I refer to the article “Maximum fine for rail disruptions raised to 10% of line’s annual fare revenue” (Straits Times, Feb 18).
Increase in penalties for disruptions
It states that “Rail operators SMRT and SBS Transit stand to face much heftier fines for train disruptions in future, after Parliament passed a Bill on Monday to raise the maximum penalty to 10 per cent of the annual fare revenue of a rail line.
That could be many times higher than the current cap of $1 million for each incident.”
I was in Parliament yesterday – and I must say the Parliamentary proceedings and debate was kind of boring – where often the obvious was not debated with much vigour or at all.
At the end of the day – who pays?
Who may ultimately end up paying for this increased penalty quantum – the commuters?
Penalties means increased costs?
As long as the Fare Review Formula remains in its current form whereby the increased costs of the operators is one of the components – any penalties may simply be translated into increased costs.
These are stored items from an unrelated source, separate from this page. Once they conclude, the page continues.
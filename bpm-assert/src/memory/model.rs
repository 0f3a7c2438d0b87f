use std::collections::HashSet;

use crate::{Error, Result};

/// A process model for the in-memory engine.
///
/// A model is a start event, a sequence of stages and an end event. Each
/// stage is a set of wait states entered together (a parallel split); the
/// instance moves to the next stage once every wait state of the current one
/// has been resolved. After the last stage the instance ends.
///
/// # Example
///
/// ```rust
/// use bpm_assert::memory::{ProcessModel, WaitState};
///
/// // Waits for two messages in parallel, then for a user task.
/// let model = ProcessModel::new("order-fulfilment")
///     .name("Order fulfilment")
///     .stage([
///         WaitState::message("ReceivePayment", "paymentReceived"),
///         WaitState::message("ReceiveStock", "stockReserved"),
///     ])
///     .then(WaitState::user_task("ShipOrder", "Ship order").assigned_to("fozzie"));
/// assert_eq!(model.key(), "order-fulfilment");
/// ```
#[derive(Debug, Clone, PartialEq, Eq)]
pub struct ProcessModel {
    key: String,
    name: Option<String>,
    start_event: String,
    end_event: String,
    stages: Vec<Vec<WaitState>>,
}

impl ProcessModel {
    pub const DEFAULT_START_EVENT: &'static str = "StartEvent";
    pub const DEFAULT_END_EVENT: &'static str = "EndEvent";

    pub fn new(key: impl Into<String>) -> Self {
        Self {
            key: key.into(),
            name: None,
            start_event: Self::DEFAULT_START_EVENT.to_string(),
            end_event: Self::DEFAULT_END_EVENT.to_string(),
            stages: Vec::new(),
        }
    }

    pub fn name(mut self, name: impl Into<String>) -> Self {
        self.name = Some(name.into());
        self
    }

    pub fn start_event(mut self, activity_id: impl Into<String>) -> Self {
        self.start_event = activity_id.into();
        self
    }

    pub fn end_event(mut self, activity_id: impl Into<String>) -> Self {
        self.end_event = activity_id.into();
        self
    }

    /// Append a stage of wait states entered in parallel.
    pub fn stage(mut self, wait_states: impl IntoIterator<Item = WaitState>) -> Self {
        self.stages.push(wait_states.into_iter().collect());
        self
    }

    /// Append a stage with a single wait state.
    pub fn then(self, wait_state: WaitState) -> Self {
        self.stage([wait_state])
    }

    pub fn key(&self) -> &str {
        &self.key
    }

    pub(crate) fn display_name(&self) -> Option<&str> {
        self.name.as_deref()
    }

    pub(crate) fn start_event_id(&self) -> &str {
        &self.start_event
    }

    pub(crate) fn end_event_id(&self) -> &str {
        &self.end_event
    }

    pub(crate) fn stages(&self) -> &[Vec<WaitState>] {
        &self.stages
    }

    /// Rejects models the engine cannot run unambiguously.
    pub(crate) fn validate(&self) -> Result<()> {
        if self.key.is_empty() {
            return Err(Error::illegal_argument("Process model key must not be empty."));
        }
        let mut seen = HashSet::new();
        let ids = std::iter::once(self.start_event.as_str())
            .chain(std::iter::once(self.end_event.as_str()))
            .chain(self.stages.iter().flatten().map(|w| w.activity_id.as_str()));
        for id in ids {
            if !seen.insert(id) {
                return Err(Error::illegal_argument(format!(
                    "Process model '{}' declares activity '{}' more than once.",
                    self.key, id
                )));
            }
        }
        if let Some(i) = self.stages.iter().position(Vec::is_empty) {
            return Err(Error::illegal_argument(format!(
                "Process model '{}' has an empty stage at position {}.",
                self.key, i
            )));
        }
        Ok(())
    }
}

/// A point where an instance pauses until something external happens.
#[derive(Debug, Clone, PartialEq, Eq)]
pub struct WaitState {
    pub(crate) activity_id: String,
    pub(crate) kind: WaitKind,
}

#[derive(Debug, Clone, PartialEq, Eq)]
pub(crate) enum WaitKind {
    /// Intermediate message catch event; resolved by message correlation.
    Message { message_name: String },
    /// User task; resolved by completing the task.
    UserTask {
        name: String,
        assignee: Option<String>,
    },
    /// Asynchronous job; resolved by executing it.
    Job,
}

impl WaitState {
    pub fn message(activity_id: impl Into<String>, message_name: impl Into<String>) -> Self {
        Self {
            activity_id: activity_id.into(),
            kind: WaitKind::Message {
                message_name: message_name.into(),
            },
        }
    }

    pub fn user_task(activity_id: impl Into<String>, name: impl Into<String>) -> Self {
        Self {
            activity_id: activity_id.into(),
            kind: WaitKind::UserTask {
                name: name.into(),
                assignee: None,
            },
        }
    }

    pub fn job(activity_id: impl Into<String>) -> Self {
        Self {
            activity_id: activity_id.into(),
            kind: WaitKind::Job,
        }
    }

    /// Pre-assign a user task. Has no effect on other wait states.
    pub fn assigned_to(mut self, user_id: impl Into<String>) -> Self {
        if let WaitKind::UserTask { assignee, .. } = &mut self.kind {
            *assignee = Some(user_id.into());
        }
        self
    }

    pub fn activity_id(&self) -> &str {
        &self.activity_id
    }
}

#[cfg(test)]
mod tests {
    use super::*;

    #[test]
    fn builder_collects_stages_in_order() {
        let model = ProcessModel::new("p")
            .then(WaitState::message("A", "a"))
            .stage([WaitState::job("B"), WaitState::user_task("C", "c")]);
        let ids: Vec<Vec<&str>> = model
            .stages()
            .iter()
            .map(|s| s.iter().map(WaitState::activity_id).collect())
            .collect();
        assert_eq!(ids, vec![vec!["A"], vec!["B", "C"]]);
        assert!(model.validate().is_ok());
    }

    #[test]
    fn duplicate_activity_ids_are_rejected() {
        let model = ProcessModel::new("p")
            .then(WaitState::message("A", "a"))
            .then(WaitState::job("A"));
        assert!(model.validate().unwrap_err().is_illegal_argument());
    }

    #[test]
    fn activity_colliding_with_start_event_is_rejected() {
        let model = ProcessModel::new("p").then(WaitState::job(ProcessModel::DEFAULT_START_EVENT));
        assert!(model.validate().is_err());
    }

    #[test]
    fn empty_stage_and_empty_key_are_rejected() {
        assert!(ProcessModel::new("p").stage(Vec::new()).validate().is_err());
        assert!(ProcessModel::new("").validate().is_err());
    }

    #[test]
    fn assigned_to_only_affects_user_tasks() {
        let task = WaitState::user_task("T", "Task").assigned_to("kermit");
        assert_eq!(
            task.kind,
            WaitKind::UserTask {
                name: "Task".into(),
                assignee: Some("kermit".into())
            }
        );
        assert_eq!(WaitState::job("J").assigned_to("kermit").kind, WaitKind::Job);
    }
}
Increased costs means fare increase?
Moreover, “increased costs” is one of the primary reasons cited for approving the recent fare hike.
In other developed countries, I understand that such penalties are passed back to commuters.
The poor commuters always at the short end?
Why and how could we have passed a bill that ignores this obvious principle of fairness and equity to commuters?
Can spend $1.1b to help operators, but …?
As to “SMRT was hit with the maximum $2 million for two major disruptions on the North South Line on Dec 15 and 17 in 2011 that affected more than 220,000 commuters in total.
Transport Minister Lui Tuck Yew said the new penalty guidelines will better reflect the severity of incidents and their impact on commuters, as well as enhance their deterrent effect”
– if we can spend $1.1 billion on buses to help the transport operators, why are we depriving commuters of these increased penalties?
Increased penalties may wipe out the profits from the fare increase?
By the way, the recent frequency and severity of breakdowns may result in the increased penalties being even more than the projected increase in profits of the transport operators after the fare increase.
Win-win for the operators and the Government – Lose-lose for commuters!